*** Material provided ***

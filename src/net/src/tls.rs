// Copyright 2023 Twitter, Inc.
// Licensed under the Apache License, Version 2.0
// http://www.apache.org/licenses/LICENSE-2.0

//! TLS-over-TCP with the same blocking-with-timeout surface as the
//! plaintext stream.
//!
//! Every call into the TLS library is serialized through one process-wide
//! mutex. The library's own locking has not proven sufficient under heavy
//! thread churn, so the serialization is explicit and part of the design.
//! The guard is dropped across the `poll(2)` readiness wait and reacquired
//! before the retry, so a peer that stalls mid-handshake or mid-record does
//! not hold up TLS work on every other connection.

use crate::*;

use openssl::error::ErrorStack;
use openssl::ssl::{
    ErrorCode, HandshakeError, Ssl, SslAcceptor, SslContext, SslFiletype, SslMethod, SslStream,
};
use std::path::{Path, PathBuf};
use std::sync::{Mutex, MutexGuard};

static TLS_LOCK: Mutex<()> = Mutex::new(());

fn tls_lock() -> MutexGuard<'static, ()> {
    TLS_LOCK.lock().unwrap_or_else(|e| e.into_inner())
}

/// A structured TLS failure: the library's reason code plus its message.
#[derive(Debug, thiserror::Error)]
#[error("tls error {code}: {message}")]
pub struct TlsError {
    pub code: i32,
    pub message: String,
}

impl TlsError {
    fn from_ssl(e: &openssl::ssl::Error) -> Self {
        Self {
            code: e.code().as_raw(),
            message: e.to_string(),
        }
    }

    fn from_stack(e: ErrorStack) -> Self {
        Self {
            code: 0,
            message: e.to_string(),
        }
    }
}

fn tls_failure(e: &openssl::ssl::Error) -> Error {
    Error::new(ErrorKind::Other, TlsError::from_ssl(e))
}

fn tls_setup_failure(e: ErrorStack) -> Error {
    Error::new(ErrorKind::Other, TlsError::from_stack(e))
}

/// A negotiated TLS connection. Reads and writes drive the TLS state
/// machine: when the library wants socket readiness the call waits, bounded
/// by the stream's [`Timeout`], then retries.
pub struct TlsTcpStream {
    inner: SslStream<std::net::TcpStream>,
    timeout: Timeout,
}

impl TlsTcpStream {
    fn new(inner: SslStream<std::net::TcpStream>, timeout: Timeout) -> Self {
        Self { inner, timeout }
    }

    pub fn set_timeout(&mut self, timeout: Timeout) {
        self.timeout = timeout;
    }

    pub fn timeout(&self) -> Timeout {
        self.timeout
    }

    pub fn peer_addr(&self) -> Result<SocketAddr> {
        self.inner.get_ref().peer_addr()
    }
}

impl AsRawFd for TlsTcpStream {
    fn as_raw_fd(&self) -> RawFd {
        self.inner.get_ref().as_raw_fd()
    }
}

impl Read for TlsTcpStream {
    fn read(&mut self, buf: &mut [u8]) -> Result<usize> {
        let fd = self.as_raw_fd();
        loop {
            let guard = tls_lock();
            let result = self.inner.ssl_read(buf);
            match result {
                Ok(n) => return Ok(n),
                Err(e) => match e.code() {
                    ErrorCode::ZERO_RETURN => return Ok(0),
                    ErrorCode::WANT_READ => {
                        drop(guard);
                        wait_ready(fd, Readiness::Readable, self.timeout)?;
                    }
                    // renegotiation may want to write during a read; wait
                    // for either readiness
                    ErrorCode::WANT_WRITE => {
                        drop(guard);
                        wait_ready(fd, Readiness::Both, self.timeout)?;
                    }
                    _ => {
                        return Err(match e.into_io_error() {
                            Ok(io) => io,
                            Err(e) => tls_failure(&e),
                        })
                    }
                },
            }
        }
    }
}

impl Write for TlsTcpStream {
    fn write(&mut self, buf: &[u8]) -> Result<usize> {
        let fd = self.as_raw_fd();
        loop {
            let guard = tls_lock();
            let result = self.inner.ssl_write(buf);
            match result {
                Ok(n) => return Ok(n),
                Err(e) => match e.code() {
                    ErrorCode::WANT_WRITE => {
                        drop(guard);
                        wait_ready(fd, Readiness::Writable, self.timeout)?;
                    }
                    ErrorCode::WANT_READ => {
                        drop(guard);
                        wait_ready(fd, Readiness::Both, self.timeout)?;
                    }
                    _ => {
                        return Err(match e.into_io_error() {
                            Ok(io) => io,
                            Err(e) => tls_failure(&e),
                        })
                    }
                },
            }
        }
    }

    fn flush(&mut self) -> Result<()> {
        let _guard = tls_lock();
        self.inner.get_mut().flush()
    }
}

impl std::fmt::Debug for TlsTcpStream {
    fn fmt(&self, f: &mut std::fmt::Formatter<'_>) -> std::fmt::Result {
        write!(f, "{:?} (tls)", self.inner.get_ref())
    }
}

/// Server-side TLS context shared by every connection accepted on one
/// listener: certificate, private key, and protocol settings. Immutable
/// once built.
pub struct TlsTcpAcceptor {
    context: SslContext,
}

impl TlsTcpAcceptor {
    pub fn builder() -> Result<TlsTcpAcceptorBuilder> {
        let inner = SslAcceptor::mozilla_intermediate_v5(SslMethod::tls_server())
            .map_err(tls_setup_failure)?;

        Ok(TlsTcpAcceptorBuilder {
            inner,
            certificate_file: None,
            private_key_file: None,
        })
    }

    /// Perform the server-side handshake on an accepted socket, bounded by
    /// `timeout`. On failure the socket is dropped without further writes.
    pub fn accept(&self, stream: std::net::TcpStream, timeout: Timeout) -> Result<TlsTcpStream> {
        stream.set_nonblocking(true)?;

        let ssl = Ssl::new(&self.context).map_err(tls_setup_failure)?;

        let mut guard = tls_lock();
        let mut mid = match ssl.accept(stream) {
            Ok(negotiated) => return Ok(TlsTcpStream::new(negotiated, timeout)),
            Err(HandshakeError::WouldBlock(mid)) => mid,
            Err(HandshakeError::Failure(mid)) => {
                debug!("tls handshake failed: {}", mid.error());
                return Err(tls_failure(mid.error()));
            }
            Err(HandshakeError::SetupFailure(stack)) => return Err(tls_setup_failure(stack)),
        };

        loop {
            let readiness = match mid.error().code() {
                ErrorCode::WANT_READ => Readiness::Readable,
                ErrorCode::WANT_WRITE => Readiness::Writable,
                _ => return Err(tls_failure(mid.error())),
            };
            let fd = mid.get_ref().as_raw_fd();

            drop(guard);
            wait_ready(fd, readiness, timeout)?;
            guard = tls_lock();

            match mid.handshake() {
                Ok(negotiated) => return Ok(TlsTcpStream::new(negotiated, timeout)),
                Err(HandshakeError::WouldBlock(m)) => mid = m,
                Err(HandshakeError::Failure(m)) => {
                    debug!("tls handshake failed: {}", m.error());
                    return Err(tls_failure(m.error()));
                }
                Err(HandshakeError::SetupFailure(stack)) => return Err(tls_setup_failure(stack)),
            }
        }
    }
}

/// Builder collecting certificate material before constructing the shared
/// context. The certificate file may contain the complete chain; when no
/// separate key file is configured the certificate file must also hold the
/// private key.
pub struct TlsTcpAcceptorBuilder {
    inner: openssl::ssl::SslAcceptorBuilder,
    certificate_file: Option<PathBuf>,
    private_key_file: Option<PathBuf>,
}

impl TlsTcpAcceptorBuilder {
    pub fn certificate_chain_file<P: AsRef<Path>>(mut self, file: P) -> Self {
        self.certificate_file = Some(file.as_ref().to_path_buf());
        self
    }

    pub fn private_key_file<P: AsRef<Path>>(mut self, file: P) -> Self {
        self.private_key_file = Some(file.as_ref().to_path_buf());
        self
    }

    pub fn build(mut self) -> Result<TlsTcpAcceptor> {
        let certificate = self.certificate_file.ok_or_else(|| {
            Error::new(ErrorKind::Other, "no certificate chain file provided")
        })?;
        let key = self.private_key_file.unwrap_or_else(|| certificate.clone());

        self.inner
            .set_certificate_chain_file(&certificate)
            .map_err(tls_setup_failure)?;
        self.inner
            .set_private_key_file(&key, SslFiletype::PEM)
            .map_err(tls_setup_failure)?;
        self.inner.check_private_key().map_err(tls_setup_failure)?;

        Ok(TlsTcpAcceptor {
            context: self.inner.build().into_context(),
        })
    }
}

*** End of Material provided ***

▸ Exercise goal
Every line containing the word "failed" must be copied from the material above.

▸ Solution for this exercise
                debug!("tls handshake failed: {}", mid.error());
                    debug!("tls handshake failed: {}", m.error());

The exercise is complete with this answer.